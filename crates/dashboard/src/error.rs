//! Unified error handling with Sentry integration.
//!
//! Provides a unified `AppError` type that captures server errors to Sentry
//! before responding to the client. All route handlers should return
//! `Result<T, AppError>`.

use axum::{
    http::StatusCode,
    response::{IntoResponse, Response},
};
use thiserror::Error;

use crate::db::RepositoryError;
use crate::services::auth::AuthError;

/// Application-level error type for the dashboard.
#[derive(Debug, Error)]
pub enum AppError {
    /// Database operation failed.
    #[error("Database error: {0}")]
    Database(#[from] RepositoryError),

    /// Authentication operation failed.
    #[error("Auth error: {0}")]
    Auth(#[from] AuthError),

    /// Request input failed validation.
    #[error("Validation error: {0}")]
    Validation(String),

    /// Resource not found.
    #[error("Not found: {0}")]
    NotFound(String),

    /// User is not authenticated.
    #[error("Unauthorized: {0}")]
    Unauthorized(String),

    /// Bad request from client.
    #[error("Bad request: {0}")]
    BadRequest(String),

    /// Internal server error.
    #[error("Internal error: {0}")]
    Internal(String),
}

impl IntoResponse for AppError {
    fn into_response(self) -> Response {
        // Conflicts are expected user input, not server failures
        let is_conflict = matches!(self, Self::Database(RepositoryError::Conflict(_)));

        // Capture server errors to Sentry
        if !is_conflict && matches!(self, Self::Database(_) | Self::Internal(_)) {
            let event_id = sentry::capture_error(&self);
            tracing::error!(
                error = %self,
                sentry_event_id = %event_id,
                "Request error"
            );
        }

        let status = match &self {
            Self::Database(RepositoryError::Conflict(_)) => StatusCode::CONFLICT,
            Self::Database(RepositoryError::NotFound) | Self::NotFound(_) => StatusCode::NOT_FOUND,
            Self::Database(_) | Self::Internal(_) => StatusCode::INTERNAL_SERVER_ERROR,
            Self::Auth(err) => match err {
                AuthError::InvalidCredentials | AuthError::UserNotFound => StatusCode::UNAUTHORIZED,
                AuthError::UserAlreadyExists => StatusCode::CONFLICT,
                AuthError::WeakPassword(_)
                | AuthError::InvalidUsername(_)
                | AuthError::InvalidEmail(_) => StatusCode::BAD_REQUEST,
                _ => StatusCode::INTERNAL_SERVER_ERROR,
            },
            Self::Validation(_) | Self::BadRequest(_) => StatusCode::BAD_REQUEST,
            Self::Unauthorized(_) => StatusCode::UNAUTHORIZED,
        };

        // Don't expose internal error details to clients
        let message = match &self {
            Self::Database(RepositoryError::Conflict(msg)) => msg.clone(),
            Self::Database(RepositoryError::NotFound) | Self::NotFound(_) => {
                "Not found".to_string()
            }
            Self::Database(_) | Self::Internal(_) => "Internal server error".to_string(),
            Self::Auth(err) => match err {
                AuthError::InvalidCredentials | AuthError::UserNotFound => {
                    "Invalid credentials".to_string()
                }
                AuthError::UserAlreadyExists => {
                    "An account with this username or email already exists".to_string()
                }
                AuthError::WeakPassword(msg) => msg.clone(),
                AuthError::InvalidUsername(e) => e.to_string(),
                AuthError::InvalidEmail(_) => "Invalid email address".to_string(),
                _ => "Authentication error".to_string(),
            },
            Self::Validation(msg) | Self::BadRequest(msg) => msg.clone(),
            Self::Unauthorized(_) => "Please log in".to_string(),
        };

        (status, message).into_response()
    }
}

/// Result type alias for `AppError`.
pub type Result<T> = std::result::Result<T, AppError>;

#[cfg(test)]
mod tests {
    use super::*;

    #[test]
    fn test_app_error_status_codes() {
        fn get_status(err: AppError) -> StatusCode {
            err.into_response().status()
        }

        assert_eq!(
            get_status(AppError::NotFound("x".to_string())),
            StatusCode::NOT_FOUND
        );
        assert_eq!(
            get_status(AppError::Unauthorized("x".to_string())),
            StatusCode::UNAUTHORIZED
        );
        assert_eq!(
            get_status(AppError::Validation("x".to_string())),
            StatusCode::BAD_REQUEST
        );
        assert_eq!(
            get_status(AppError::Database(RepositoryError::Conflict(
                "slug taken".to_string()
            ))),
            StatusCode::CONFLICT
        );
        assert_eq!(
            get_status(AppError::Internal("x".to_string())),
            StatusCode::INTERNAL_SERVER_ERROR
        );
    }

    #[test]
    fn test_conflict_message_is_exposed() {
        let err = AppError::Database(RepositoryError::Conflict("slug taken".to_string()));
        let response = err.into_response();
        assert_eq!(response.status(), StatusCode::CONFLICT);
    }
}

**Exercise brief**
Write out the material exactly as given.

**Answer to the problem**
filename crates/dashboard/src/error.rs
//! Unified error handling with Sentry integration.
//!
//! Provides a unified `AppError` type that captures server errors to Sentry
//! before responding to the client. All route handlers should return
//! `Result<T, AppError>`.

use axum::{
    http::StatusCode,
    response::{IntoResponse, Response},
};
use thiserror::Error;

use crate::db::RepositoryError;
use crate::services::auth::AuthError;

/// Application-level error type for the dashboard.
#[derive(Debug, Error)]
pub enum AppError {
    /// Database operation failed.
    #[error("Database error: {0}")]
    Database(#[from] RepositoryError),

    /// Authentication operation failed.
    #[error("Auth error: {0}")]
    Auth(#[from] AuthError),

    /// Request input failed validation.
    #[error("Validation error: {0}")]
    Validation(String),

    /// Resource not found.
    #[error("Not found: {0}")]
    NotFound(String),

    /// User is not authenticated.
    #[error("Unauthorized: {0}")]
    Unauthorized(String),

    /// Bad request from client.
    #[error("Bad request: {0}")]
    BadRequest(String),

    /// Internal server error.
    #[error("Internal error: {0}")]
    Internal(String),
}

impl IntoResponse for AppError {
    fn into_response(self) -> Response {
        // Conflicts are expected user input, not server failures
        let is_conflict = matches!(self, Self::Database(RepositoryError::Conflict(_)));

        // Capture server errors to Sentry
        if !is_conflict && matches!(self, Self::Database(_) | Self::Internal(_)) {
            let event_id = sentry::capture_error(&self);
            tracing::error!(
                error = %self,
                sentry_event_id = %event_id,
                "Request error"
            );
        }

        let status = match &self {
            Self::Database(RepositoryError::Conflict(_)) => StatusCode::CONFLICT,
            Self::Database(RepositoryError::NotFound) | Self::NotFound(_) => StatusCode::NOT_FOUND,
            Self::Database(_) | Self::Internal(_) => StatusCode::INTERNAL_SERVER_ERROR,
            Self::Auth(err) => match err {
                AuthError::InvalidCredentials | AuthError::UserNotFound => StatusCode::UNAUTHORIZED,
                AuthError::UserAlreadyExists => StatusCode::CONFLICT,
                AuthError::WeakPassword(_)
                | AuthError::InvalidUsername(_)
                | AuthError::InvalidEmail(_) => StatusCode::BAD_REQUEST,
                _ => StatusCode::INTERNAL_SERVER_ERROR,
            },
            Self::Validation(_) | Self::BadRequest(_) => StatusCode::BAD_REQUEST,
            Self::Unauthorized(_) => StatusCode::UNAUTHORIZED,
        };

        // Don't expose internal error details to clients
        let message = match &self {
            Self::Database(RepositoryError::Conflict(msg)) => msg.clone(),
            Self::Database(RepositoryError::NotFound) | Self::NotFound(_) => {
                "Not found".to_string()
            }
            Self::Database(_) | Self::Internal(_) => "Internal server error".to_string(),
            Self::Auth(err) => match err {
                AuthError::InvalidCredentials | AuthError::UserNotFound => {
                    "Invalid credentials".to_string()
                }
                AuthError::UserAlreadyExists => {
                    "An account with this username or email already exists".to_string()
                }
                AuthError::WeakPassword(msg) => msg.clone(),
                AuthError::InvalidUsername(e) => e.to_string(),
                AuthError::InvalidEmail(_) => "Invalid email address".to_string(),
                _ => "Authentication error".to_string(),
            },
            Self::Validation(msg) | Self::BadRequest(msg) => msg.clone(),
            Self::Unauthorized(_) => "Please log in".to_string(),
        };

        (status, message).into_response()
    }
}

/// Result type alias for `AppError`.
pub type Result<T> = std::result::Result<T, AppError>;

#[cfg(test)]
mod tests {
    use super::*;

    #[test]
    fn test_app_error_status_codes() {
        fn get_status(err: AppError) -> StatusCode {
            err.into_response().status()
        }

        assert_eq!(
            get_status(AppError::NotFound("x".to_string())),
            StatusCode::NOT_FOUND
        );
        assert_eq!(
            get_status(AppError::Unauthorized("x".to_string())),
            StatusCode::UNAUTHORIZED
        );
        assert_eq!(
            get_status(AppError::Validation("x".to_string())),
            StatusCode::BAD_REQUEST
        );
        assert_eq!(
            get_status(AppError::Database(RepositoryError::Conflict(
                "slug taken".to_string()
            ))),
            StatusCode::CONFLICT
        );
        assert_eq!(
            get_status(AppError::Internal("x".to_string())),
            StatusCode::INTERNAL_SERVER_ERROR
        );
    }

    #[test]
    fn test_conflict_message_is_exposed() {
        let err = AppError::Database(RepositoryError::Conflict("slug taken".to_string()));
        let response = err.into_response();
        assert_eq!(response.status(), StatusCode::CONFLICT);
    }
}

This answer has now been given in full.